- DATA EXCERPTS:
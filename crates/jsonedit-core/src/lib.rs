//! Editing engine behind the jsonedit widget.
//!
//! - [`validator`] / [`transform`]: JSON syntax checks and the
//!   format / minify / sort-keys rewrites
//! - [`search`]: case-insensitive literal match finding
//! - [`navigator`]: active-match tracking with wraparound and
//!   selection/scroll side effects
//! - [`highlight`]: overlay markup with active and inactive match spans
//! - [`scroll_sync`]: keeps the overlay registered with the editing surface
//! - [`editor`]: the [`JsonEditor`] widget that owns the buffer and wires
//!   everything to an injected [`TextSurface`]

pub mod download;
pub mod editor;
pub mod highlight;
pub mod navigator;
pub mod scroll_sync;
pub mod search;
pub mod surface;
pub mod transform;
pub mod validator;

pub use download::Download;
pub use editor::{JsonEditor, KeyListenerHost, ListenerId, LoadTicket, ShortcutScope};
pub use highlight::{HighlightRenderer, TrustedMarkup};
pub use navigator::{MatchNavigator, NavState};
pub use scroll_sync::sync_scroll;
pub use search::{find_matches, MatchFinder, MatchRange, MatchSummary};
pub use surface::{FocusTarget, HeadlessSurface, ScrollOffset, Selection, TextSurface};
pub use transform::{sort_keys, Transform};
pub use validator::{validate, SyntaxError, ValidationState};
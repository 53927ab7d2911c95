//! Per-section checks. Each one resets the fields it rejects.

use crate::schema::{DownloadConfig, EditorSection, HighlightConfig, SearchConfig};

use super::helpers::{check_color, check_range};

pub(crate) fn check_editor(problems: &mut Vec<String>, editor: &mut EditorSection, defaults: &EditorSection) {
    check_range(
        problems,
        "editor.indent_width",
        &mut editor.indent_width,
        defaults.indent_width,
        1,
        8,
    );
}

pub(crate) fn check_search(problems: &mut Vec<String>, search: &mut SearchConfig, defaults: &SearchConfig) {
    check_range(
        problems,
        "search.line_height_px",
        &mut search.line_height_px,
        defaults.line_height_px,
        8,
        64,
    );
    check_range(
        problems,
        "search.context_lines",
        &mut search.context_lines,
        defaults.context_lines,
        0,
        50,
    );
}

pub(crate) fn check_highlight(
    problems: &mut Vec<String>,
    hl: &mut HighlightConfig,
    defaults: &HighlightConfig,
) {
    check_color(
        problems,
        "highlight.active_background",
        &mut hl.active_background,
        &defaults.active_background,
    );
    check_color(problems, "highlight.active_text", &mut hl.active_text, &defaults.active_text);
    check_color(
        problems,
        "highlight.inactive_background",
        &mut hl.inactive_background,
        &defaults.inactive_background,
    );
    check_color(
        problems,
        "highlight.inactive_text",
        &mut hl.inactive_text,
        &defaults.inactive_text,
    );
    check_range(
        problems,
        "highlight.border_radius_px",
        &mut hl.border_radius_px,
        defaults.border_radius_px,
        0,
        8,
    );
}

pub(crate) fn check_download(
    problems: &mut Vec<String>,
    download: &mut DownloadConfig,
    defaults: &DownloadConfig,
) {
    let name = download.filename.trim();
    let filename_problem = if name.is_empty() {
        Some("download.filename must not be empty".to_string())
    } else if name.contains('/') || name.contains('\\') || name == "." || name == ".." {
        Some(format!("download.filename = '{name}' must be a bare file name"))
    } else {
        None
    };
    if let Some(problem) = filename_problem {
        problems.push(problem);
        download.filename = defaults.filename.clone();
    }

    if download.mime_type.trim().is_empty() {
        problems.push("download.mime_type must not be empty".into());
        download.mime_type = defaults.mime_type.clone();
    }
}
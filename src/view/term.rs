//! Crossterm-backed [`Surface`] implementation.
//!
//! Commands are queued into the wrapped writer and pushed out by
//! [`Surface::flush`], so a burst of writes for one key event reaches the
//! terminal as a single syscall.

use std::io::{self, Stdout, Write};

use crossterm::{
    cursor::MoveTo,
    style::Print,
    terminal::{self, Clear, ClearType, ScrollUp},
    QueueableCommand,
};

use super::surface::Surface;

/// A terminal surface over any `Write`, normally stdout in raw mode.
#[derive(Debug)]
pub struct TermSurface<W: Write> {
    out: W,
    width: u16,
    height: u16,
}

impl TermSurface<Stdout> {
    /// Wrap stdout, sized from the current terminal.
    pub fn stdout() -> io::Result<Self> {
        let (width, height) = terminal::size()?;
        Ok(Self {
            out: io::stdout(),
            width,
            height,
        })
    }
}

impl<W: Write> TermSurface<W> {
    pub fn with_size(out: W, width: u16, height: u16) -> Self {
        Self { out, width, height }
    }

    /// Record a new terminal size, typically from a resize event. The
    /// caller is expected to trigger a full repaint afterwards.
    pub fn set_size(&mut self, width: u16, height: u16) {
        self.width = width;
        self.height = height;
    }
}

impl<W: Write> Surface for TermSurface<W> {
    fn viewport_height(&self) -> u16 {
        self.height
    }

    fn viewport_width(&self) -> u16 {
        self.width
    }

    fn write_at(&mut self, row: u16, col: u16, text: &str) -> io::Result<()> {
        if row >= self.height || col >= self.width {
            return Ok(());
        }
        // Truncate instead of letting the terminal wrap onto the next row.
        let remaining = (self.width - col) as usize;
        let visible: String = text.chars().take(remaining).collect();
        self.out.queue(MoveTo(col, row))?.queue(Print(visible))?;
        Ok(())
    }

    fn clear_row(&mut self, row: u16) -> io::Result<()> {
        if row >= self.height {
            return Ok(());
        }
        self.out
            .queue(MoveTo(0, row))?
            .queue(Clear(ClearType::CurrentLine))?;
        Ok(())
    }

    fn clear_from(&mut self, row: u16, col: u16) -> io::Result<()> {
        if row >= self.height || col >= self.width {
            return Ok(());
        }
        self.out
            .queue(MoveTo(col, row))?
            .queue(Clear(ClearType::UntilNewLine))?;
        Ok(())
    }

    fn move_cursor(&mut self, row: u16, col: u16) -> io::Result<()> {
        self.out.queue(MoveTo(col, row))?;
        Ok(())
    }

    fn scroll_by(&mut self, n: u16) -> io::Result<()> {
        self.out.queue(ScrollUp(n))?;
        Ok(())
    }

    fn erase_all(&mut self) -> io::Result<()> {
        self.out
            .queue(Clear(ClearType::All))?
            .queue(MoveTo(0, 0))?;
        Ok(())
    }

    fn flush(&mut self) -> io::Result<()> {
        self.out.flush()
    }
}
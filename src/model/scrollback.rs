//! Bounded scrollback of previously displayed rows.
//!
//! Stores every row that has scrolled past the prompt (decorated input rows
//! and command output alike), oldest first, with FIFO eviction at capacity.
//! The pan offset counts rows back from the newest line: 0 is the live
//! view, larger values shift the visible window toward older rows. Panning
//! is entirely independent of history navigation.

use std::collections::VecDeque;

#[derive(Debug)]
pub struct Scrollback {
    lines: VecDeque<String>,
    capacity: usize,
    pan_offset: usize,
}

impl Scrollback {
    /// Create a store holding at most `capacity` rows. A zero capacity is
    /// bumped to one so `append` never has to special-case it.
    pub fn new(capacity: usize) -> Self {
        let capacity = capacity.max(1);
        Self {
            lines: VecDeque::with_capacity(capacity.min(256)),
            capacity,
            pan_offset: 0,
        }
    }

    /// Append one row, evicting the oldest row when full. The pan offset is
    /// left alone; the clamps in [`Scrollback::pan`] and
    /// [`Scrollback::window`] absorb the index shift from eviction.
    pub fn append(&mut self, line: String) {
        if self.lines.len() == self.capacity {
            self.lines.pop_front();
        }
        self.lines.push_back(line);
    }

    /// The most recent `height` rows, shifted back by the pan offset:
    /// rows `[len - height - pan, len - pan)`, clamped at the oldest row.
    pub fn window(&self, height: usize) -> impl Iterator<Item = &str> {
        let end = self.lines.len().saturating_sub(self.pan_offset);
        let start = end.saturating_sub(height);
        self.lines.range(start..end).map(String::as_str)
    }

    /// Adjust the pan offset by `delta`, clamped to
    /// `[0, len - view_height]` (saturating) for the window height the
    /// renderer currently displays. Reaching 0 re-enables the live view.
    /// Returns true if the offset actually changed.
    pub fn pan(&mut self, delta: isize, view_height: usize) -> bool {
        let max_pan = self.lines.len().saturating_sub(view_height);
        let target = self.pan_offset as isize + delta;
        let clamped = if target <= 0 {
            0
        } else {
            (target as usize).min(max_pan)
        };
        let changed = clamped != self.pan_offset;
        self.pan_offset = clamped;
        changed
    }

    /// Snap back to the live view. Returns true if the view was panned.
    pub fn reset_pan(&mut self) -> bool {
        let was_panned = self.pan_offset > 0;
        self.pan_offset = 0;
        was_panned
    }

    /// Discard every stored row and return to the live view.
    pub fn clear(&mut self) {
        self.lines.clear();
        self.pan_offset = 0;
    }

    pub fn pan_offset(&self) -> usize {
        self.pan_offset
    }

    /// True when the newest rows are visible and appends show up
    /// immediately.
    pub fn is_live(&self) -> bool {
        self.pan_offset == 0
    }

    pub fn len(&self) -> usize {
        self.lines.len()
    }

    pub fn is_empty(&self) -> bool {
        self.lines.is_empty()
    }

    /// How far back the view can pan for a given window height.
    pub fn max_pan(&self, view_height: usize) -> usize {
        self.lines.len().saturating_sub(view_height)
    }
}
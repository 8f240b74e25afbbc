//! Tracing subscriber setup.
//!
//! The terminal belongs to the shell's viewport, so diagnostics go to a
//! log file instead of stdout. Filtering follows `RUST_LOG` with an INFO
//! default.

use std::fs::File;
use std::path::Path;
use std::sync::Arc;
use tracing_subscriber::prelude::*;
use tracing_subscriber::{fmt, EnvFilter};

/// Initialize the global subscriber with file logging.
///
/// Returns false if the log file could not be created; the shell runs on
/// without diagnostics rather than refusing to start.
pub fn init_global(log_file_path: &Path) -> bool {
    let Ok(log_file) = File::create(log_file_path) else {
        return false;
    };
    build_subscriber(log_file).init();
    true
}

/// Build the file-logging subscriber; shared between production and tests.
pub fn build_subscriber(log_file: File) -> impl tracing::Subscriber + Send + Sync {
    let env_filter = EnvFilter::from_default_env().add_directive(tracing::Level::INFO.into());

    let fmt_layer = fmt::layer()
        .with_writer(Arc::new(log_file))
        .with_ansi(false);

    tracing_subscriber::registry()
        .with(fmt_layer)
        .with(env_filter)
}
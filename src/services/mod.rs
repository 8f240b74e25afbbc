//! Process-level plumbing: terminal modes and diagnostics.

pub mod terminal_modes;
pub mod tracing_setup;
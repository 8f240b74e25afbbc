//! Viewport projection.
//!
//! Pure functions from session state to [`Surface`] writes. Two render
//! granularities: incremental (one row, or just the cursor) for
//! per-keystroke edits, and full (erase and rewrite every visible row) for
//! pan changes, line resets and resizes.
//!
//! Row layout: the scrollback window occupies the top `height - 1` rows.
//! In the live view the prompt+input row sits directly below the last
//! visible scrollback row, so it starts at the top of an empty screen and
//! advances downward until it pins to the bottom row. While panning, the
//! bottom row shows a position indicator instead of the prompt.

use std::io;

use unicode_width::UnicodeWidthStr;

use crate::model::{LineBuffer, Scrollback};

use super::surface::Surface;

/// Height of the scrollback window for a given viewport: everything except
/// the input/indicator row.
pub fn window_height(surface: &dyn Surface) -> usize {
    surface.viewport_height().saturating_sub(1) as usize
}

/// The row the live prompt+input occupies: just below the visible
/// scrollback, pinned to the bottom once the window is full.
pub fn input_row(scrollback_len: usize, viewport_height: u16) -> u16 {
    let window = viewport_height.saturating_sub(1) as usize;
    scrollback_len.min(window) as u16
}

/// Repaint the prompt+input row and park the cursor after the edit point.
pub fn draw_input_row(
    surface: &mut dyn Surface,
    prompt: &str,
    line: &LineBuffer,
    row: u16,
) -> io::Result<()> {
    let text = format!("{prompt}{}", line.text());
    surface.write_at(row, 0, &text)?;
    // Erase whatever the previous, possibly longer line left behind.
    let end = text.width().min(surface.viewport_width() as usize) as u16;
    surface.clear_from(row, end)?;
    park_cursor(surface, prompt, line, row)
}

/// Move the visible cursor to the edit point without redrawing text.
pub fn park_cursor(
    surface: &mut dyn Surface,
    prompt: &str,
    line: &LineBuffer,
    row: u16,
) -> io::Result<()> {
    let col = (prompt.width() + line.cursor())
        .min(surface.viewport_width().saturating_sub(1) as usize) as u16;
    surface.move_cursor(row, col)
}

/// Erase the viewport and rewrite every visible row from the scrollback
/// window, overlaying the live prompt+input row when not panned.
pub fn draw_full(
    surface: &mut dyn Surface,
    prompt: &str,
    line: &LineBuffer,
    scrollback: &Scrollback,
) -> io::Result<()> {
    let height = surface.viewport_height();
    if height == 0 {
        return Ok(());
    }
    let window = height.saturating_sub(1) as usize;

    surface.erase_all()?;
    let rows: Vec<&str> = scrollback.window(window).collect();
    for (row, text) in rows.iter().enumerate() {
        surface.write_at(row as u16, 0, text)?;
    }

    if scrollback.is_live() {
        draw_input_row(surface, prompt, line, rows.len() as u16)
    } else {
        draw_pan_indicator(surface, scrollback)
    }
}

/// Incremental repaint after one row was appended while live: the new row
/// lands where the input row was, and the input row moves down (or the
/// viewport scrolls once the window is full).
pub fn append_live_row(
    surface: &mut dyn Surface,
    prompt: &str,
    line: &LineBuffer,
    scrollback: &Scrollback,
    newest: &str,
) -> io::Result<()> {
    let height = surface.viewport_height();
    if height == 0 {
        return Ok(());
    }
    let window = height.saturating_sub(1) as usize;
    if window == 0 {
        return draw_input_row(surface, prompt, line, 0);
    }

    let len = scrollback.len();
    let newest_row = if len <= window {
        len.saturating_sub(1) as u16
    } else {
        surface.scroll_by(1)?;
        height - 2
    };
    surface.clear_row(newest_row)?;
    surface.write_at(newest_row, 0, newest)?;
    draw_input_row(surface, prompt, line, newest_row + 1)
}

fn draw_pan_indicator(surface: &mut dyn Surface, scrollback: &Scrollback) -> io::Result<()> {
    let height = surface.viewport_height();
    let window = height.saturating_sub(1) as usize;
    let row = height - 1;
    let indicator = format!(
        "[scrollback {}/{}]",
        scrollback.pan_offset(),
        scrollback.max_pan(window)
    );
    surface.clear_row(row)?;
    surface.write_at(row, 0, &indicator)?;
    let col = indicator
        .width()
        .min(surface.viewport_width().saturating_sub(1) as usize) as u16;
    surface.move_cursor(row, col)
}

- WORK ITEM:
Take the records above and return, word for word, only the lines that fall from the line with "self.out.flush()" to the line with "to special-case it.", both of them included.

- RESULT FOR THIS TASK:
        self.out.flush()
    }
}
filename src/model/scrollback.rs
//! Bounded scrollback of previously displayed rows.
//!
//! Stores every row that has scrolled past the prompt (decorated input rows
//! and command output alike), oldest first, with FIFO eviction at capacity.
//! The pan offset counts rows back from the newest line: 0 is the live
//! view, larger values shift the visible window toward older rows. Panning
//! is entirely independent of history navigation.

use std::collections::VecDeque;

#[derive(Debug)]
pub struct Scrollback {
    lines: VecDeque<String>,
    capacity: usize,
    pan_offset: usize,
}

impl Scrollback {
    /// Create a store holding at most `capacity` rows. A zero capacity is
    /// bumped to one so `append` never has to special-case it.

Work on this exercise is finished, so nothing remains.